Use the following to determine the patient’s financial responsibility:
• Determine the annual household income and family size.
• Use the Federal Poverty Guidelines Table (Exhibit B1) to determine the eligibility of patient.
• Locate the family size and determine what percentage of Federal Guidelines corresponds to patient’s income, i.e., Column 1, 2, 3, or 4.
• For Inpatient or High Cost Outpatient Services, go to the Eligibility Table (Exhibit C1) and (a) multiply the applicable patient responsibility percentage by the Medicaid rate for those services, including the applicable HCRA surcharge for self-pay patients to determine the amount that the patient should be billed for each discharge or outpatient visit.

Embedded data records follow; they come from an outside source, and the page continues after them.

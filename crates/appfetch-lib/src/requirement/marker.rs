use super::parser::{Cursor, is_identifier_char};
use super::types::{Operator, RequirementParseError};

const MARKER_VARIABLES: &[&str] = &[
    "python_version",
    "python_full_version",
    "os_name",
    "sys_platform",
    "platform_release",
    "platform_system",
    "platform_version",
    "platform_machine",
    "platform_python_implementation",
    "implementation_name",
    "implementation_version",
    "extra",
    // Legacy spellings still found in older requirement files.
    "os.name",
    "sys.platform",
    "platform.version",
    "platform.machine",
    "platform.python_implementation",
    "python_implementation",
];

/// Consumes an environment marker expression, leaving the cursor after it.
pub(super) fn parse_marker(cursor: &mut Cursor<'_>) -> Result<(), RequirementParseError> {
    parse_or(cursor)
}

fn parse_or(cursor: &mut Cursor<'_>) -> Result<(), RequirementParseError> {
    parse_and(cursor)?;
    loop {
        let checkpoint = cursor.pos();
        cursor.skip_whitespace();
        if !cursor.eat_keyword("or") {
            cursor.reset(checkpoint);
            return Ok(());
        }
        parse_and(cursor)?;
    }
}

fn parse_and(cursor: &mut Cursor<'_>) -> Result<(), RequirementParseError> {
    parse_atom(cursor)?;
    loop {
        let checkpoint = cursor.pos();
        cursor.skip_whitespace();
        if !cursor.eat_keyword("and") {
            cursor.reset(checkpoint);
            return Ok(());
        }
        parse_atom(cursor)?;
    }
}

fn parse_atom(cursor: &mut Cursor<'_>) -> Result<(), RequirementParseError> {
    cursor.skip_whitespace();
    if cursor.eat("(") {
        parse_or(cursor)?;
        cursor.skip_whitespace();
        if !cursor.eat(")") {
            return Err(cursor.error("expected ')' in marker"));
        }
        return Ok(());
    }

    parse_value(cursor)?;
    cursor.skip_whitespace();
    parse_marker_operator(cursor)?;
    cursor.skip_whitespace();
    parse_value(cursor)
}

fn parse_value(cursor: &mut Cursor<'_>) -> Result<(), RequirementParseError> {
    let start = cursor.pos();
    match cursor.peek() {
        Some(quote @ ('"' | '\'')) => {
            cursor.eat(if quote == '"' { "\"" } else { "'" });
            cursor.take_while(|c| c != quote);
            if cursor.eat(if quote == '"' { "\"" } else { "'" }) {
                Ok(())
            } else {
                Err(cursor.error_at(start, "unterminated string in marker"))
            }
        }
        Some(_) => {
            let variable = cursor.take_while(is_identifier_char);
            if MARKER_VARIABLES.contains(&variable) {
                Ok(())
            } else if variable.is_empty() {
                Err(cursor.error_at(start, "expected marker variable or string"))
            } else {
                Err(cursor.error_at(start, format!("unknown marker variable '{variable}'")))
            }
        }
        None => Err(cursor.error("expected marker expression")),
    }
}

fn parse_marker_operator(cursor: &mut Cursor<'_>) -> Result<(), RequirementParseError> {
    if Operator::ALL
        .into_iter()
        .any(|operator| cursor.eat(operator.as_str()))
    {
        return Ok(());
    }
    if cursor.eat_keyword("in") {
        return Ok(());
    }
    if cursor.eat_keyword("not") {
        cursor.skip_whitespace();
        if cursor.eat_keyword("in") {
            return Ok(());
        }
    }
    Err(cursor.error("expected marker operator"))
}
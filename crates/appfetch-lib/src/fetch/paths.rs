use crate::error::AppFetchError;
use crate::remote::{MetadataNode, NodeType, ResourceType};
use crate::utils::decode_remote_path;
use std::path::{Path, PathBuf};

/// Maps a remote file URL to its place under `target`.
///
/// `source_prefix` is the decoded source folder. The decoded URL must start with
/// it, and the remainder must stay inside `target`.
pub fn destination_path(
    target: &Path,
    source_prefix: &str,
    file_url: &str,
) -> Result<PathBuf, AppFetchError> {
    let decoded = decode_remote_path(file_url);
    let remainder =
        decoded
            .strip_prefix(source_prefix)
            .ok_or_else(|| AppFetchError::RemotePath {
                url: file_url.to_string(),
                reason: format!("path does not start with the source folder {source_prefix}"),
            })?;

    let mut destination = target.to_path_buf();
    let mut segments = 0;
    for segment in remainder.split('/') {
        match segment {
            "" | "." => continue,
            ".." => {
                return Err(AppFetchError::RemotePath {
                    url: file_url.to_string(),
                    reason: "path escapes the source folder".to_string(),
                });
            }
            segment => {
                destination.push(segment);
                segments += 1;
            }
        }
    }

    if segments == 0 {
        return Err(AppFetchError::RemotePath {
            url: file_url.to_string(),
            reason: "path names the source folder itself".to_string(),
        });
    }

    Ok(destination)
}

/// File entries of a listing page, depth first, in listing order.
pub fn leaf_files(items: &[MetadataNode]) -> Vec<&MetadataNode> {
    let mut files = Vec::new();
    let mut stack: Vec<&MetadataNode> = items.iter().rev().collect();

    while let Some(node) = stack.pop() {
        // The service marks folders by node type; their resource type may be FILE.
        let is_folder = node.node_type == Some(NodeType::Folder)
            || node.resource_type == ResourceType::Folder;
        if is_folder {
            if let Some(children) = &node.items {
                stack.extend(children.iter().rev());
            }
            continue;
        }

        match node.resource_type {
            ResourceType::File => files.push(node),
            ResourceType::Folder | ResourceType::Other => {
                tracing::debug!(url = %node.url, "Skipping entry that is not a file");
            }
        }
    }

    files
}
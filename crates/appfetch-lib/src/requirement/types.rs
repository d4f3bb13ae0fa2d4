use std::fmt;
use thiserror::Error;

#[derive(Clone, Copy, Debug, PartialEq, Eq)]
pub enum Operator {
    Compatible,
    Equal,
    NotEqual,
    LessEqual,
    GreaterEqual,
    Less,
    Greater,
    Arbitrary,
}

impl Operator {
    /// Longest tokens first so that `===` is never read as `==`.
    pub(crate) const ALL: [Operator; 8] = [
        Operator::Arbitrary,
        Operator::Compatible,
        Operator::Equal,
        Operator::NotEqual,
        Operator::LessEqual,
        Operator::GreaterEqual,
        Operator::Less,
        Operator::Greater,
    ];

    pub fn as_str(&self) -> &'static str {
        match self {
            Self::Compatible => "~=",
            Self::Equal => "==",
            Self::NotEqual => "!=",
            Self::LessEqual => "<=",
            Self::GreaterEqual => ">=",
            Self::Less => "<",
            Self::Greater => ">",
            Self::Arbitrary => "===",
        }
    }

    pub fn allows_wildcard(&self) -> bool {
        matches!(self, Self::Equal | Self::NotEqual)
    }
}

#[derive(Clone, Debug, PartialEq, Eq)]
pub struct VersionSpecifier {
    pub operator: Operator,
    pub version: String,
}

impl fmt::Display for VersionSpecifier {
    fn fmt(&self, f: &mut fmt::Formatter<'_>) -> fmt::Result {
        write!(f, "{}{}", self.operator.as_str(), self.version)
    }
}

/// One dependency declaration, e.g. `requests[socks]>=2.0,<3; python_version >= "3.8"`.
#[derive(Clone, Debug, PartialEq, Eq)]
pub struct Requirement {
    pub name: String,
    pub extras: Vec<String>,
    pub specifiers: Vec<VersionSpecifier>,
    /// Direct reference given with `name @ <url>`.
    pub url: Option<String>,
    /// Environment marker source text, without the leading `;`.
    pub marker: Option<String>,
}

#[derive(Error, Debug, Clone, PartialEq, Eq)]
#[error("{reason} at position {position}")]
pub struct RequirementParseError {
    pub position: usize,
    pub reason: String,
}
use thiserror::Error;

/// Prefix the build controller searches for in job logs to tell validation
/// failures apart from infrastructure failures.
pub const VALIDATION_ERROR_MARKER: &str = "AppValidationException: ";

#[derive(Error, Debug)]
pub enum AppFetchError {
    #[error("Configuration error: {0}")]
    Config(#[from] config::ConfigError),

    #[error("Missing required setting {name}")]
    MissingSetting { name: &'static str },

    #[error("I/O error: {0}")]
    Io(#[from] std::io::Error),

    #[error("Invalid URL: {0}")]
    Url(#[from] url::ParseError),

    #[error("Invalid value for header {name}")]
    InvalidHeader { name: &'static str },

    #[error("Request to {url} failed with status {status}")]
    Transport {
        url: String,
        status: reqwest::StatusCode,
    },

    #[error("Cannot map remote file {url} into the target directory: {reason}")]
    RemotePath { url: String, reason: String },

    #[error("JSON serialization/deserialization error: {0}")]
    Json(#[from] serde_json::Error),

    #[error("HTTP request error: {0}")]
    Http(#[from] reqwest::Error),

    #[error(transparent)]
    Validation(#[from] ValidationError),

    #[error("Unexpected error: {0}")]
    Unexpected(#[from] eyre::Report),
}

/// Reasons an application source tree is refused for deployment.
#[derive(Error, Debug, Clone, PartialEq, Eq)]
pub enum ValidationError {
    #[error("Sources path must be a folder")]
    SourcesNotAFolder { path: String },

    #[error("Missing entrypoint file: {file}")]
    MissingEntrypoint { file: String },

    #[error("Pip options aren't allowed in {file}: {line}")]
    InstallerOption { file: String, line: String },

    #[error("Unsupported requirement: {line}")]
    UnsupportedRequirement { line: String, reason: String },

    #[error("URLs are not allowed in {file}: {url}")]
    UrlNotAllowed { file: String, url: String },

    #[error("Package '{package}' is forbidden.")]
    ForbiddenPackage { package: String },
}

impl ValidationError {
    /// Renders the line the build controller extracts from the job log.
    pub fn log_line(&self) -> String {
        format!("{VALIDATION_ERROR_MARKER}{self}")
    }
}

impl AppFetchError {
    pub fn as_validation(&self) -> Option<&ValidationError> {
        match self {
            Self::Validation(err) => Some(err),
            _ => None,
        }
    }
}
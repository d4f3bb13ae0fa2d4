use crate::config::{AllowedPackages, AppLayout};
use crate::remote::RemoteSettings;
use std::path::PathBuf;

#[derive(Debug, Clone)]
pub struct FetchParams {
    pub remote: RemoteSettings,
    pub sources: String,
    pub target_dir: PathBuf,
}

#[derive(Debug, Clone)]
pub struct ValidateParams {
    pub target_dir: PathBuf,
    pub layout: AppLayout,
    pub allowed_packages: AllowedPackages,
}

#[derive(Debug, Clone)]
pub struct BuildParams {
    pub fetch: FetchParams,
    pub validate: ValidateParams,
}
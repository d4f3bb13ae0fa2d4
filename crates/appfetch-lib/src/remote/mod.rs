mod client;
mod store;
mod types;

pub use client::{API_KEY_HEADER, RemoteClient, RemoteSettings, auth_headers, normalize_base_url};
pub use store::RemoteStore;
pub use types::{ListingPage, MetadataNode, NodeType, ResourceType};
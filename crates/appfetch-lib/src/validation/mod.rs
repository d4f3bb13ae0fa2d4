mod entrypoint;
mod packages;

pub use entrypoint::validate_entrypoint;
pub use packages::{check_requirement_line, validate_packages};

use crate::config::{AllowedPackages, AppLayout};
use crate::error::AppFetchError;
use std::path::Path;

/// Runs the entrypoint check, then the package check.
pub fn validate_app(
    target: &Path,
    layout: &AppLayout,
    allowed_packages: &AllowedPackages,
) -> Result<(), AppFetchError> {
    validate_entrypoint(target, layout)?;
    validate_packages(target, layout, allowed_packages)
}
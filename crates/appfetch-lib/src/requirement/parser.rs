use super::marker::parse_marker;
use super::types::{Operator, Requirement, RequirementParseError, VersionSpecifier};
use std::str::FromStr;

pub(super) struct Cursor<'a> {
    input: &'a str,
    pos: usize,
}

impl<'a> Cursor<'a> {
    pub(super) fn new(input: &'a str) -> Self {
        Self { input, pos: 0 }
    }

    pub(super) fn pos(&self) -> usize {
        self.pos
    }

    pub(super) fn reset(&mut self, pos: usize) {
        self.pos = pos;
    }

    pub(super) fn rest(&self) -> &'a str {
        &self.input[self.pos..]
    }

    pub(super) fn slice(&self, start: usize, end: usize) -> &'a str {
        &self.input[start..end]
    }

    pub(super) fn peek(&self) -> Option<char> {
        self.rest().chars().next()
    }

    pub(super) fn at_end(&self) -> bool {
        self.pos >= self.input.len()
    }

    pub(super) fn skip_whitespace(&mut self) -> bool {
        let skipped = self.take_while(char::is_whitespace);
        !skipped.is_empty()
    }

    pub(super) fn eat(&mut self, token: &str) -> bool {
        if self.rest().starts_with(token) {
            self.pos += token.len();
            true
        } else {
            false
        }
    }

    /// Consumes `keyword` only when it is not the start of a longer identifier.
    pub(super) fn eat_keyword(&mut self, keyword: &str) -> bool {
        let Some(after) = self.rest().strip_prefix(keyword) else {
            return false;
        };
        if after.chars().next().is_some_and(is_identifier_char) {
            return false;
        }
        self.pos += keyword.len();
        true
    }

    pub(super) fn take_while(&mut self, predicate: impl Fn(char) -> bool) -> &'a str {
        let rest = self.rest();
        let len = rest
            .char_indices()
            .find(|(_, c)| !predicate(*c))
            .map_or(rest.len(), |(i, _)| i);
        self.pos += len;
        &rest[..len]
    }

    pub(super) fn error(&self, reason: impl Into<String>) -> RequirementParseError {
        RequirementParseError {
            position: self.pos,
            reason: reason.into(),
        }
    }

    pub(super) fn error_at(&self, position: usize, reason: impl Into<String>) -> RequirementParseError {
        RequirementParseError {
            position,
            reason: reason.into(),
        }
    }
}

pub(super) fn is_identifier_char(c: char) -> bool {
    c.is_ascii_alphanumeric() || c == '_' || c == '.' || c == '-'
}

fn parse_name(cursor: &mut Cursor<'_>) -> Result<String, RequirementParseError> {
    let start = cursor.pos();
    let name = cursor.take_while(is_identifier_char);
    let valid = name.starts_with(|c: char| c.is_ascii_alphanumeric())
        && name.ends_with(|c: char| c.is_ascii_alphanumeric());
    if valid {
        Ok(name.to_string())
    } else if name.is_empty() {
        Err(cursor.error_at(start, "expected package name"))
    } else {
        Err(cursor.error_at(start, format!("invalid package name '{name}'")))
    }
}

fn parse_extras(cursor: &mut Cursor<'_>) -> Result<Vec<String>, RequirementParseError> {
    let mut extras = Vec::new();
    if !cursor.eat("[") {
        return Ok(extras);
    }

    cursor.skip_whitespace();
    if cursor.eat("]") {
        return Ok(extras);
    }

    loop {
        cursor.skip_whitespace();
        extras.push(parse_name(cursor)?);
        cursor.skip_whitespace();
        if cursor.eat(",") {
            continue;
        }
        if cursor.eat("]") {
            return Ok(extras);
        }
        return Err(cursor.error("expected ',' or ']' after extra"));
    }
}

fn parse_operator(cursor: &mut Cursor<'_>) -> Option<Operator> {
    Operator::ALL
        .into_iter()
        .find(|operator| cursor.eat(operator.as_str()))
}

fn starts_with_operator(cursor: &Cursor<'_>) -> bool {
    Operator::ALL
        .iter()
        .any(|operator| cursor.rest().starts_with(operator.as_str()))
}

/// Checks the PEP 440 shape of `version`: optional `v` and epoch, a numeric
/// release, then pre, post and dev labels and a local part. `~=` needs at least
/// two release segments and a local part is only allowed with `==` and `!=`.
fn is_valid_version(version: &str, operator: Operator) -> bool {
    let version = version.strip_prefix(['v', 'V']).unwrap_or(version);
    let version = match version.split_once('!') {
        Some((epoch, rest)) if is_number(epoch) => rest,
        Some(_) => return false,
        None => version,
    };

    if let Some(release) = version.strip_suffix(".*") {
        return operator.allows_wildcard() && is_release(release);
    }
    if version.contains('*') {
        return false;
    }

    let (public, local) = match version.split_once('+') {
        Some((public, local)) => (public, Some(local)),
        None => (version, None),
    };
    if let Some(local) = local {
        if !operator.allows_wildcard() {
            return false;
        }
        let local_ok = local
            .split(['.', '-', '_'])
            .all(|part| !part.is_empty() && part.chars().all(|c| c.is_ascii_alphanumeric()));
        if !local_ok {
            return false;
        }
    }

    let release_len = public
        .char_indices()
        .find(|&(i, c)| {
            let continues_release = c.is_ascii_digit()
                || (c == '.' && public[i + 1..].starts_with(|d: char| d.is_ascii_digit()));
            !continues_release
        })
        .map_or(public.len(), |(i, _)| i);
    let (release, suffix) = public.split_at(release_len);

    if operator == Operator::Compatible && release.split('.').count() < 2 {
        return false;
    }

    is_release(release) && is_valid_suffix(suffix)
}

fn is_number(value: &str) -> bool {
    !value.is_empty() && value.chars().all(|c| c.is_ascii_digit())
}

fn is_release(release: &str) -> bool {
    release.split('.').all(is_number)
}

const PRE_RELEASE_LABELS: [&str; 8] = ["alpha", "beta", "preview", "pre", "rc", "a", "b", "c"];
const POST_RELEASE_LABELS: [&str; 3] = ["post", "rev", "r"];

/// Strips `[sep] label [sep] [number]` from the front of `value`.
fn strip_label<'a>(value: &'a str, labels: &[&str]) -> Option<&'a str> {
    let value = value.strip_prefix(['.', '-', '_']).unwrap_or(value);
    let rest = labels.iter().find_map(|label| value.strip_prefix(label))?;
    let after_separator = rest.strip_prefix(['.', '-', '_']).unwrap_or(rest);
    let number = after_separator.trim_start_matches(|c: char| c.is_ascii_digit());
    if number.len() < after_separator.len() {
        Some(number)
    } else {
        Some(rest)
    }
}

fn strip_implicit_post(value: &str) -> Option<&str> {
    let digits = value.strip_prefix('-')?;
    let rest = digits.trim_start_matches(|c: char| c.is_ascii_digit());
    (rest.len() < digits.len()).then_some(rest)
}

fn is_valid_suffix(suffix: &str) -> bool {
    let lower = suffix.to_ascii_lowercase();
    let mut rest = lower.as_str();
    if let Some(after) = strip_label(rest, &PRE_RELEASE_LABELS) {
        rest = after;
    }
    if let Some(after) =
        strip_implicit_post(rest).or_else(|| strip_label(rest, &POST_RELEASE_LABELS))
    {
        rest = after;
    }
    if let Some(after) = strip_label(rest, &["dev"]) {
        rest = after;
    }
    rest.is_empty()
}

fn parse_specifier(cursor: &mut Cursor<'_>) -> Result<VersionSpecifier, RequirementParseError> {
    let Some(operator) = parse_operator(cursor) else {
        return Err(cursor.error("expected version operator"));
    };
    cursor.skip_whitespace();

    let start = cursor.pos();
    let version = if operator == Operator::Arbitrary {
        cursor.take_while(|c| !c.is_whitespace() && !matches!(c, ',' | ';' | ')'))
    } else {
        cursor.take_while(|c| c.is_ascii_alphanumeric() || matches!(c, '.' | '_' | '*' | '+' | '!' | '-'))
    };

    if version.is_empty() {
        return Err(cursor.error_at(start, "expected version"));
    }
    if operator != Operator::Arbitrary && !is_valid_version(version, operator) {
        return Err(cursor.error_at(
            start,
            format!("invalid version '{version}' for {}", operator.as_str()),
        ));
    }

    Ok(VersionSpecifier {
        operator,
        version: version.to_string(),
    })
}

fn parse_specifiers(
    cursor: &mut Cursor<'_>,
) -> Result<Vec<VersionSpecifier>, RequirementParseError> {
    let mut specifiers = Vec::new();
    loop {
        cursor.skip_whitespace();
        specifiers.push(parse_specifier(cursor)?);
        cursor.skip_whitespace();
        if !cursor.eat(",") {
            return Ok(specifiers);
        }
    }
}

fn parse_version_spec(
    cursor: &mut Cursor<'_>,
) -> Result<Vec<VersionSpecifier>, RequirementParseError> {
    if cursor.eat("(") {
        let specifiers = parse_specifiers(cursor)?;
        cursor.skip_whitespace();
        if !cursor.eat(")") {
            return Err(cursor.error("expected ')' after version specifiers"));
        }
        Ok(specifiers)
    } else if starts_with_operator(cursor) {
        parse_specifiers(cursor)
    } else {
        Ok(Vec::new())
    }
}

fn parse_marker_suffix(cursor: &mut Cursor<'_>) -> Result<Option<String>, RequirementParseError> {
    cursor.skip_whitespace();
    if !cursor.eat(";") {
        return Ok(None);
    }

    let start = cursor.pos();
    parse_marker(cursor)?;
    Ok(Some(cursor.slice(start, cursor.pos()).trim().to_string()))
}

fn parse_requirement(input: &str) -> Result<Requirement, RequirementParseError> {
    let mut cursor = Cursor::new(input);
    cursor.skip_whitespace();

    let name = parse_name(&mut cursor)?;
    cursor.skip_whitespace();
    let extras = parse_extras(&mut cursor)?;
    cursor.skip_whitespace();

    let (specifiers, url) = if cursor.eat("@") {
        cursor.skip_whitespace();
        let start = cursor.pos();
        let url = cursor.take_while(|c| !c.is_whitespace());
        if url.is_empty() {
            return Err(cursor.error_at(start, "expected URL after '@'"));
        }
        (Vec::new(), Some(url.to_string()))
    } else {
        (parse_version_spec(&mut cursor)?, None)
    };

    let marker = parse_marker_suffix(&mut cursor)?;

    cursor.skip_whitespace();
    if !cursor.at_end() {
        return Err(cursor.error(format!("unexpected input '{}'", cursor.rest())));
    }

    Ok(Requirement {
        name,
        extras,
        specifiers,
        url,
        marker,
    })
}

impl FromStr for Requirement {
    type Err = RequirementParseError;

    fn from_str(s: &str) -> Result<Self, Self::Err> {
        parse_requirement(s)
    }
}
mod loader;
mod model;

pub use loader::{load_config, load_config_with_env};
pub use model::{
    AllowedPackages, AppLayout, Config, DEFAULT_ENTRYPOINT, DEFAULT_REQUIREMENTS_FILE,
};
mod marker;
mod parser;
mod types;

pub use types::{Operator, Requirement, RequirementParseError, VersionSpecifier};
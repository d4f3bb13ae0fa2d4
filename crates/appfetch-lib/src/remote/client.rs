use super::store::RemoteStore;
use super::types::ListingPage;
use crate::error::AppFetchError;
use crate::utils::write_chunks;
use reqwest::Response;
use reqwest::header::{AUTHORIZATION, HeaderMap, HeaderName, HeaderValue};
use std::fmt;
use std::path::Path;
use url::Url;

pub const API_KEY_HEADER: &str = "api-key";

#[derive(Clone)]
pub struct RemoteSettings {
    pub base_url: Url,
    pub api_key: Option<String>,
    pub jwt: Option<String>,
}

impl fmt::Debug for RemoteSettings {
    fn fmt(&self, f: &mut fmt::Formatter<'_>) -> fmt::Result {
        f.debug_struct("RemoteSettings")
            .field("base_url", &self.base_url.as_str())
            .field("api_key", &self.api_key.as_ref().map(|_| "<redacted>"))
            .field("jwt", &self.jwt.as_ref().map(|_| "<redacted>"))
            .finish()
    }
}

impl RemoteSettings {
    pub fn new(
        base_url: &str,
        api_key: Option<String>,
        jwt: Option<String>,
    ) -> Result<Self, AppFetchError> {
        Ok(Self {
            base_url: normalize_base_url(base_url)?,
            api_key,
            jwt,
        })
    }
}

/// Parses the service root and makes sure relative joins append to it.
pub fn normalize_base_url(base_url: &str) -> Result<Url, AppFetchError> {
    let mut url = Url::parse(base_url)?;
    if !url.path().ends_with('/') {
        let path = format!("{}/", url.path());
        url.set_path(&path);
    }
    Ok(url)
}

/// Headers for the configured credentials. Empty credentials are not sent.
pub fn auth_headers(settings: &RemoteSettings) -> Result<HeaderMap, AppFetchError> {
    let mut headers = HeaderMap::new();

    if let Some(api_key) = settings.api_key.as_deref().filter(|key| !key.is_empty()) {
        let mut value = HeaderValue::from_str(api_key).map_err(|_| AppFetchError::InvalidHeader {
            name: API_KEY_HEADER,
        })?;
        value.set_sensitive(true);
        headers.insert(HeaderName::from_static(API_KEY_HEADER), value);
    }

    if let Some(jwt) = settings.jwt.as_deref().filter(|jwt| !jwt.is_empty()) {
        let mut value = HeaderValue::from_str(&format!("Bearer {jwt}")).map_err(|_| {
            AppFetchError::InvalidHeader {
                name: "authorization",
            }
        })?;
        value.set_sensitive(true);
        headers.insert(AUTHORIZATION, value);
    }

    Ok(headers)
}

/// HTTP client for the DIAL file API. Every request carries the auth headers.
#[derive(Clone, Debug)]
pub struct RemoteClient {
    http: reqwest::Client,
    base_url: Url,
}

impl RemoteClient {
    pub fn new(settings: &RemoteSettings) -> Result<Self, AppFetchError> {
        let http = reqwest::Client::builder()
            .default_headers(auth_headers(settings)?)
            .build()?;
        Ok(Self {
            http,
            base_url: settings.base_url.clone(),
        })
    }

    pub fn endpoint(&self, path: &str) -> Result<Url, AppFetchError> {
        Ok(self.base_url.join(&format!("v1/{path}"))?)
    }
}

fn ensure_success(url: &Url, response: Response) -> Result<Response, AppFetchError> {
    let status = response.status();
    if status.is_success() {
        Ok(response)
    } else {
        Err(AppFetchError::Transport {
            url: url.to_string(),
            status,
        })
    }
}

impl RemoteStore for RemoteClient {
    async fn list_folder(
        &self,
        folder: &str,
        token: Option<&str>,
    ) -> Result<ListingPage, AppFetchError> {
        let url = self.endpoint(&format!("metadata/{folder}"))?;

        let mut request = self.http.get(url.clone()).query(&[("recursive", "true")]);
        if let Some(token) = token {
            request = request.query(&[("token", token)]);
        }

        tracing::trace!(url = %url, token = ?token, "Listing folder");
        let response = ensure_success(&url, request.send().await?)?;
        Ok(response.json::<ListingPage>().await?)
    }

    async fn download(&self, file_url: &str, destination: &Path) -> Result<u64, AppFetchError> {
        let url = self.endpoint(file_url)?;

        tracing::trace!(url = %url, "Requesting file");
        let response = ensure_success(&url, self.http.get(url.clone()).send().await?)?;

        tracing::info!("{} => {}", url, destination.display());
        write_chunks(response.bytes_stream(), destination).await
    }
}
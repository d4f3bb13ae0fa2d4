use crate::config::AppLayout;
use crate::error::{AppFetchError, ValidationError};
use std::path::Path;

pub fn validate_entrypoint(target: &Path, layout: &AppLayout) -> Result<(), AppFetchError> {
    let entrypoint = target.join(&layout.entrypoint);
    tracing::debug!(path = %entrypoint.display(), "Checking entrypoint");

    if !entrypoint.is_file() {
        return Err(ValidationError::MissingEntrypoint {
            file: layout.entrypoint.clone(),
        }
        .into());
    }
    Ok(())
}
use super::paths::{destination_path, leaf_files};
use crate::error::{AppFetchError, ValidationError};
use crate::remote::{MetadataNode, NodeType, RemoteStore};
use crate::utils::decode_remote_path;
use std::path::Path;
use tracing::info;

#[derive(Clone, Copy, Debug, Default, PartialEq, Eq)]
pub struct MirrorSummary {
    pub pages: usize,
    pub files: usize,
    pub bytes: u64,
}

/// Downloads every file entry of `files_metadata` below `target`.
///
/// Stops at the first failure; files written before it stay on disk.
pub async fn download_files<S: RemoteStore>(
    store: &S,
    source_prefix: &str,
    target: &Path,
    files_metadata: &[MetadataNode],
) -> Result<MirrorSummary, AppFetchError> {
    let mut summary = MirrorSummary::default();

    for file in leaf_files(files_metadata) {
        let destination = destination_path(target, source_prefix, &file.url)?;
        summary.bytes += store.download(&file.url, &destination).await?;
        summary.files += 1;
    }

    Ok(summary)
}

/// Mirrors the remote folder `sources` into `target`, following continuation
/// tokens until the listing is exhausted.
pub async fn mirror_folder<S: RemoteStore>(
    store: &S,
    sources: &str,
    target: &Path,
) -> Result<MirrorSummary, AppFetchError> {
    let source_prefix = decode_remote_path(sources);
    let mut summary = MirrorSummary::default();
    let mut token: Option<String> = None;

    loop {
        let page = store.list_folder(sources, token.as_deref()).await?;
        if page.node_type != NodeType::Folder {
            return Err(ValidationError::SourcesNotAFolder {
                path: sources.to_string(),
            }
            .into());
        }

        summary.pages += 1;
        info!(
            page = summary.pages,
            items = page.items.len(),
            "Processing listing page"
        );

        let page_summary = download_files(store, &source_prefix, target, &page.items).await?;
        summary.files += page_summary.files;
        summary.bytes += page_summary.bytes;

        match page.continuation() {
            Some(next) => token = Some(next.to_string()),
            None => break,
        }
    }

    Ok(summary)
}
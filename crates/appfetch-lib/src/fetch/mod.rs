mod fetcher;
mod paths;

pub use fetcher::{MirrorSummary, download_files, mirror_folder};
pub use paths::{destination_path, leaf_files};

• For General Outpatient Services, go to the Eligibility Table (Exhibit C1) and use the co-pay amount set forth in the applicable column, based on the patient’s income and family size, i.e., Row F, G, H, I, J, K or L, to determine the patient financial responsibility which should be billed for each outpatient visit.
• Determine whether patient is eligible for an extended payment plan based on income and resources.
• Determine if other factors should be considered in further adjusting the amount of Charity Care or Financial Aid that the patient may receive. The appropriate member of Administration must approve any such exceptions in accordance with this Policy.